%%

fn format_event(event: &Event) -> ColoredString {
    let line = format!("[{:>6}] {}", event.cycle, event.payload);
    match event.payload {
        EventPayload::InputAccepted(_) => line.green(),
        EventPayload::Derived(_) => line.cyan(),
        EventPayload::ConceptForgotten(_) => line.dimmed(),
        EventPayload::Status(_) => line.yellow(),
    }
}

fn help_text() -> String {
    let rows = [
        ("<narsese>", "queue a task, e.g. <bird --> animal>. %0.9;0.8%"),
        ("/step [n]", "run n working cycles (default 1)"),
        ("/run", "tick continuously in the background"),
        ("/pause", "suspend a /run"),
        ("/snapshot [json]", "dump concept memory"),
        ("/config", "show the active configuration"),
        ("/stop", "stop the reasoner"),
        ("/quit  /exit", "exit the CLI"),
    ];
    let mut out = format!("{}\n", "NARS Commands".bold().underline());
    for (cmd, what) in rows {
        out.push_str(&format!("  {:<18} – {what}\n", cmd.bold().cyan()));
    }
    out
}

#[cfg(test)]
mod tests {
    use nars_runtime::ReasonerConfig;
    use nars_types::Term;

    use super::*;

    fn session() -> Session {
        Session::new(Config {
            reasoner: ReasonerConfig {
                seed: Some(5),
                ..Default::default()
            },
            tick_interval_ms: 1,
            ..Default::default()
        })
        .unwrap()
    }

    /// Slash-commands and Narsese lines are told apart.
    #[test]
    fn parses_commands() {
        assert_eq!(Command::parse("/step"), Ok(Command::Step(1)));
        assert_eq!(Command::parse("/step 25"), Ok(Command::Step(25)));
        assert_eq!(
            Command::parse("/snapshot json"),
            Ok(Command::Snapshot { json: true })
        );
        assert_eq!(Command::parse("/exit"), Ok(Command::Quit));
        assert_eq!(
            Command::parse("<a --> b>."),
            Ok(Command::Narsese("<a --> b>.".to_string()))
        );
    }

    /// Unknown commands and bad arguments are refused.
    #[test]
    fn rejects_bad_commands() {
        assert!(Command::parse("/step 0").is_err());
        assert!(Command::parse("/step many").is_err());
        assert!(Command::parse("/run now").is_err());
        assert!(Command::parse("/snapshot xml").is_err());
        assert!(Command::parse("/fly").is_err());
    }

    /// Queued Narsese becomes concepts after one step.
    #[test]
    fn narsese_input_then_step_creates_concepts() {
        let mut s = session();
        let reply = s.execute(Command::Narsese("<bird --> animal>.".into())).unwrap();
        assert!(reply.starts_with("queued"), "{reply}");

        let reply = s.execute(Command::Step(1)).unwrap();
        assert_eq!(reply, "clock 1 (idle)");

        let guard = s.scheduler.lock();
        let memory = guard.memory();
        assert!(memory.contains(&Term::statement(
            Term::atom("bird"),
            "-->",
            Term::atom("animal")
        )));
        assert!(memory.contains(&Term::atom("bird")));
    }

    /// Bad Narsese is reported, not queued.
    #[test]
    fn parse_errors_surface_as_errors() {
        let mut s = session();
        let err = s.execute(Command::Narsese("<bird animal>.".into())).unwrap_err();
        assert!(matches!(err, NarsError::Parse(_)));
    }

    /// Accepted input shows up once in the echoed events.
    #[test]
    fn input_events_are_echoed() {
        let mut s = session();
        s.execute(Command::Narsese("sky.".into())).unwrap();
        s.execute(Command::Step(1)).unwrap();
        let lines: Vec<String> = s.take_events().iter().map(|l| l.to_string()).collect();
        assert!(lines.iter().any(|l| l.contains("IN:") && l.contains("sky")), "{lines:?}");
        assert!(s.take_events().is_empty());
    }

    /// `/snapshot json` emits parseable JSON.
    #[test]
    fn snapshot_json_is_valid() {
        let mut s = session();
        s.execute(Command::Narsese("sky.".into())).unwrap();
        s.execute(Command::Step(2)).unwrap();
        let json = s.execute(Command::Snapshot { json: true }).unwrap();
        let value: serde_json::Value = serde_json::from_str(&json).unwrap();
        assert_eq!(value["clock"], 2);
        assert_eq!(value["concepts"].as_array().unwrap().len(), 1);
    }

    /// `/run`, `/pause` and `/stop` drive the background run.
    #[test]
    fn run_pause_and_stop() {
        let mut s = session();
        assert_eq!(s.execute(Command::Run).unwrap(), "running; /pause or /stop to halt");
        assert_eq!(s.execute(Command::Run).unwrap(), "already running");
        thread::sleep(Duration::from_millis(20));

        assert!(s.execute(Command::Pause).unwrap().starts_with("paused"));
        assert_eq!(s.execute(Command::Run).unwrap(), "resumed");

        let reply = s.execute(Command::Stop).unwrap();
        assert!(reply.starts_with("stopped at clock"), "{reply}");
        assert!(s.scheduler.lock().is_finished());
        assert_eq!(s.execute(Command::Step(1)).unwrap(), "reasoner is stopped");
        assert_eq!(s.execute(Command::Run).unwrap(), "reasoner is stopped");
    }

    /// `/step` waits until a run is paused.
    #[test]
    fn stepping_is_refused_while_running() {
        let mut s = session();
        s.execute(Command::Run).unwrap();
        assert_eq!(
            s.execute(Command::Step(1)).unwrap(),
            "a run is in progress; /pause it first"
        );
        s.execute(Command::Pause).unwrap();
        assert!(s.execute(Command::Step(1)).unwrap().starts_with("clock"));
        s.execute(Command::Stop).unwrap();
    }

    /// A run with `max_steps` stops the reasoner on its own.
    #[test]
    fn bounded_run_finishes_by_itself() {
        let mut s = Session::new(Config {
            max_steps: Some(3),
            tick_interval_ms: 0,
            ..Default::default()
        })
        .unwrap();
        assert_eq!(s.execute(Command::Run).unwrap(), "running for up to 3 steps");
        let driver = s.driver.take().unwrap();
        let report = driver.join();
        assert_eq!(report.steps, 3);
        assert!(s.scheduler.lock().is_finished());
        assert_eq!(
            s.execute(Command::Narsese("sky.".into())).unwrap(),
            "reasoner is stopped; input ignored"
        );
    }

    /// Narsese input is queued even while another thread holds the
    /// scheduler lock, as a running driver does for each tick.
    #[test]
    fn input_does_not_wait_for_the_scheduler_lock() {
        let mut s = session();
        let scheduler = Arc::clone(&s.scheduler);
        let guard = scheduler.lock();
        let reply = s.execute(Command::Narsese("<bird --> animal>.".into())).unwrap();
        assert!(reply.starts_with("queued"), "{reply}");
        drop(guard);
        assert_eq!(s.input.pending(), 1);
    }

    /// Input typed during a `/run` reaches memory.
    #[test]
    fn input_during_a_run_is_drained() {
        let mut s = session();
        s.execute(Command::Run).unwrap();
        s.execute(Command::Narsese("sky.".into())).unwrap();
        let deadline = std::time::Instant::now() + Duration::from_secs(5);
        while s.input.pending() > 0 && std::time::Instant::now() < deadline {
            thread::sleep(Duration::from_millis(1));
        }
        s.execute(Command::Stop).unwrap();
        assert!(s.scheduler.lock().memory().contains(&Term::atom("sky")));
        assert_eq!(
            s.execute(Command::Narsese("sea.".into())).unwrap(),
            "reasoner is stopped; input ignored"
        );
    }

    /// `/config` shows the reasoner table.
    #[test]
    fn config_lists_reasoner_settings() {
        let mut s = session();
        let text = s.execute(Command::Config).unwrap();
        assert!(text.contains("[reasoner]"), "{text}");
        assert!(text.contains("concept_capacity"));
    }
}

%%

=== Problem details ===
The answer must consist of every line in the records above that contains the word "EventPayload".

=== Expected answer ===
        EventPayload::InputAccepted(_) => line.green(),
        EventPayload::Derived(_) => line.cyan(),
        EventPayload::ConceptForgotten(_) => line.dimmed(),
        EventPayload::Status(_) => line.yellow(),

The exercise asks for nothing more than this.